Type 2 diabetes mellitus and obesity are prevalent conditions for which tirzepatide, a dual GLP-1R and GIPR agonist, is an effective treatment. While common adverse effects include gastrointestinal symptoms, pancreatitis, and acute kidney injury, hypercalcemia is a rarely reported complication. Previous instances of hypercalcemia with GLP-1R agonists have involved concomitant thiazide diuretics or exogenous calcium supplementation, highlighting a potential interaction. This case addresses a gap by describing hypercalcemia specifically with tirzepatide and calcium, suggesting a novel interaction mechanism.

This case report details the clinical course of a 70-year-old female with a history of obstructive sleep apnea, osteoporosis (managed with calcium supplements), and obesity. She had been initiated on tirzepatide approximately three months prior to presenting with nausea and vomiting. The patient's medical history, current medications, and presenting symptoms were thoroughly documented. Subsequent laboratory analyses were performed to evaluate her electrolyte balance, renal function, and other metabolic parameters, leading to the diagnosis of symptomatic hypercalcemia and associated complications.

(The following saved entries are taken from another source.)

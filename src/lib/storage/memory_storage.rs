use async_trait::async_trait;
use anyhow::Result;
use tokio::sync::RwLock;
use uuid::Uuid;

use crate::core::Todo;

use super::Storage;

/// Process-local storage backing the service tests.
#[derive(Default)]
pub struct MemoryStorage {
    todos: RwLock<Vec<Todo>>,
}

impl MemoryStorage {
    pub fn new() -> Self {
        Self::default()
    }
}

#[async_trait]
impl Storage for MemoryStorage {
    async fn list_todos(&self) -> Result<Vec<Todo>> {
        let todos = self.todos.read().await;
        // Reverse first so equal timestamps keep the latest insert on top.
        let mut sorted: Vec<Todo> = todos.iter().rev().cloned().collect();
        sorted.sort_by(|a, b| b.created_at.cmp(&a.created_at));
        Ok(sorted)
    }

    async fn insert_todo(&self, todo: &Todo) -> Result<()> {
        let mut todos = self.todos.write().await;
        if todos.iter().any(|t| t.id == todo.id) {
            anyhow::bail!("todo {} already exists", todo.id);
        }
        todos.push(todo.clone());
        Ok(())
    }

    async fn delete_todo(&self, id: Uuid) -> Result<()> {
        self.todos.write().await.retain(|t| t.id != id);
        Ok(())
    }

    async fn set_image_url(&self, id: Uuid, image_url: &str) -> Result<bool> {
        let mut todos = self.todos.write().await;
        match todos.iter_mut().find(|t| t.id == id) {
            Some(todo) => {
                todo.image_url = Some(image_url.to_string());
                Ok(true)
            }
            None => Ok(false),
        }
    }
}
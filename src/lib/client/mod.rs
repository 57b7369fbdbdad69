pub mod client;
pub mod view;

pub use client::{ClientConfig, TodoClient};
pub use view::{Board, Effect, Msg, TodoRow};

Upon presentation, the patient exhibited symptomatic moderate hypercalcemia, accompanied by hypokalemia, metabolic alkalosis, and acute kidney injury. The patient's hypercalcemia was symptomatic, presenting with nausea and vomiting.

The patient's hypercalcemia, hypokalemia, metabolic alkalosis, and acute kidney injury all corrected after intravenous hydration. This correction suggests a direct link between her clinical presentation and the electrolyte imbalance. The authors hypothesize the mechanism most likely involves tirzepatide's effect on bone turnover combined with concomitant increased calcium absorption from her ongoing calcium supplement ingestion. This is the first reported instance of hypercalcemia specifically attributed to tirzepatide use alongside calcium supplementation, distinguishing it from prior reports involving other GLP-1R agonists.